Genome-Wide Identification, Molecular Evolution, and Expression Divergence of CLC, ALMT, VDAC, and MSL Gene Family in Barley

Organic and inorganic nutrients, osmotic components, associated protein cofactors, and signaling molecules regulate biotic and abiotic stresses in plants. Earlier reports suggest that plant cells activate anion channels and induce the efflux of anions at the plasma membrane under drought. Herein, CHLORIDE CHANNEL (CLC), ALUMINUM-ACTIVATED MALATE TRANSPORTER (ALMT), VOLTAGE-DEPENDENT ANION CHANNEL (VDAC), and MECHANOSENSITIVE CHANNEL of SMALL CONDUCTANCE-LIKE (MscS-like, MSL) gene family were reported in barley. Totally, 43 anion channel proteins were identified in barley at the genome-wide level. Expression profiles of anion channel genes were obtained from public databases and verified by qRT-PCR. In addition, the expression pattern of the anion channel gene family in multiple tissues among ten land plants showed the organs in which it is actively expressed, and 43 anion channel genes were expressed in diverse tissues, such as tillers, epidermal strips, inflorescences, and grain in barley.
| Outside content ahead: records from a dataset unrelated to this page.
use std::path::{Component, Path, PathBuf};

/// Use the platform's separator convention for a path read from SFZ text
///
/// SFZ files authored on Windows routinely use backslashes in `sample=`.
/// On Windows they are kept; everywhere else they become forward slashes.
///
/// ```
/// use presetbridge_sfz::path_utils::normalize_path;
///
/// #[cfg(not(windows))]
/// assert_eq!(normalize_path("samples\\piano\\C4.wav"), "samples/piano/C4.wav");
/// ```
pub fn normalize_path(path: &str) -> String {
    if cfg!(windows) {
        path.to_string()
    } else {
        path.replace('\\', "/")
    }
}

/// Combine a `default_path` with a sample path
///
/// An absolute sample path is used as-is; a relative one is appended to the
/// default path. A missing trailing separator on the default path is tolerated.
///
/// ```
/// use presetbridge_sfz::path_utils::combine_sample_path;
/// use std::path::PathBuf;
///
/// assert_eq!(
///     combine_sample_path("samples/piano", "C4.wav"),
///     PathBuf::from("samples/piano/C4.wav")
/// );
/// ```
pub fn combine_sample_path(default_path: &str, sample_path: &str) -> PathBuf {
    let sample_path = normalize_path(sample_path);
    if Path::new(&sample_path).is_absolute() {
        return PathBuf::from(sample_path);
    }

    let mut combined = normalize_path(default_path);
    if !combined.is_empty() && !combined.ends_with('/') && !combined.ends_with('\\') {
        combined.push('/');
    }
    combined.push_str(&sample_path);
    PathBuf::from(combined)
}

/// Resolve a sample path the way an SFZ player would
///
/// 1. An absolute sample path is returned unchanged.
/// 2. A relative one is joined onto `default_path`, if any.
/// 3. If still relative, it is joined onto the SFZ file's directory, if known.
///
/// The result is only absolute when `sfz_file_path` is (or the sample path
/// already was); checking the file exists is the path resolver's job.
pub fn resolve_absolute_path(
    sample_path: &str,
    default_path: Option<&str>,
    sfz_file_path: Option<&Path>,
) -> PathBuf {
    let path = match default_path {
        Some(default_path) => combine_sample_path(default_path, sample_path),
        None => PathBuf::from(normalize_path(sample_path)),
    };
    if path.is_absolute() {
        return path;
    }

    match sfz_file_path.and_then(Path::parent) {
        Some(sfz_dir) => sfz_dir.join(path),
        None => path,
    }
}

/// Express `target` relative to the directory `base`
///
/// Both paths should be absolute. `.` and `..` components are resolved
/// lexically first, then shared leading components are dropped and every
/// remaining component of `base` becomes a `..`. Returns `None` when the
/// paths share no root (different drives on Windows) or when a relative
/// `base` climbs above its own start. The result always uses forward
/// slashes, as preset files expect.
///
/// ```
/// use presetbridge_sfz::path_utils::relative_path;
/// use std::path::Path;
///
/// let rel = relative_path(Path::new("/lib/presets"), Path::new("/lib/samples/C4.wav"));
/// assert_eq!(rel.as_deref(), Some("../samples/C4.wav"));
///
/// let rel = relative_path(Path::new("/lib/work/../presets"), Path::new("/lib/work/C4.wav"));
/// assert_eq!(rel.as_deref(), Some("../work/C4.wav"));
/// ```
pub fn relative_path(base: &Path, target: &Path) -> Option<String> {
    let base = resolve_dots(base);
    let target = resolve_dots(target);

    let common = base
        .iter()
        .zip(target.iter())
        .take_while(|(a, b)| a == b)
        .count();
    let rooted =
        |c: Option<&Component>| matches!(c, Some(Component::RootDir | Component::Prefix(_)));
    if common == 0 && (rooted(base.first()) || rooted(target.first())) {
        return None;
    }
    // a leftover `..` in base names a directory we cannot climb back into
    if base[common..].contains(&Component::ParentDir) {
        return None;
    }

    let mut parts: Vec<String> = Vec::new();
    for _ in &base[common..] {
        parts.push("..".to_string());
    }
    for component in &target[common..] {
        parts.push(component.as_os_str().to_string_lossy().into_owned());
    }
    Some(parts.join("/"))
}

/// Drop `.` and fold `..` into the preceding component. `..` at a root stays
/// at the root; leading `..` of a relative path are kept.
fn resolve_dots(path: &Path) -> Vec<Component<'_>> {
    let mut resolved: Vec<Component> = Vec::new();
    for component in path.components() {
        match component {
            Component::CurDir => {}
            Component::ParentDir => match resolved.last() {
                Some(Component::Normal(_)) => {
                    resolved.pop();
                }
                Some(Component::RootDir | Component::Prefix(_)) => {}
                _ => resolved.push(component),
            },
            other => resolved.push(other),
        }
    }
    resolved
}

/// Clean a user-supplied sample directory name for use inside a preset:
/// forward slashes only, no leading or trailing separator.
///
/// ```
/// use presetbridge_sfz::path_utils::normalize_directory_name;
///
/// assert_eq!(normalize_directory_name("\\Strings\\Violin\\"), "Strings/Violin");
/// ```
pub fn normalize_directory_name(name: &str) -> String {
    let name = name.replace('\\', "/");
    let name = name.strip_prefix('/').unwrap_or(&name);
    name.strip_suffix('/').unwrap_or(name).to_string()
}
The expression of anion channel genes was performed in ten different cultivars and wild barley, of which 17 genes were confirmed by qRT-PCR under drought treatment, suggesting that different cultivars have diverse anion channel genes in response to drought stress. The plants with high transcripts of these genes demonstrated stronger tolerance to drought stress and element content (e.g., potassium, calcium). The results might help to further elucidate the molecular mechanism of anion channels related to stress and provide a toolkit for enhancing the drought tolerance of barley.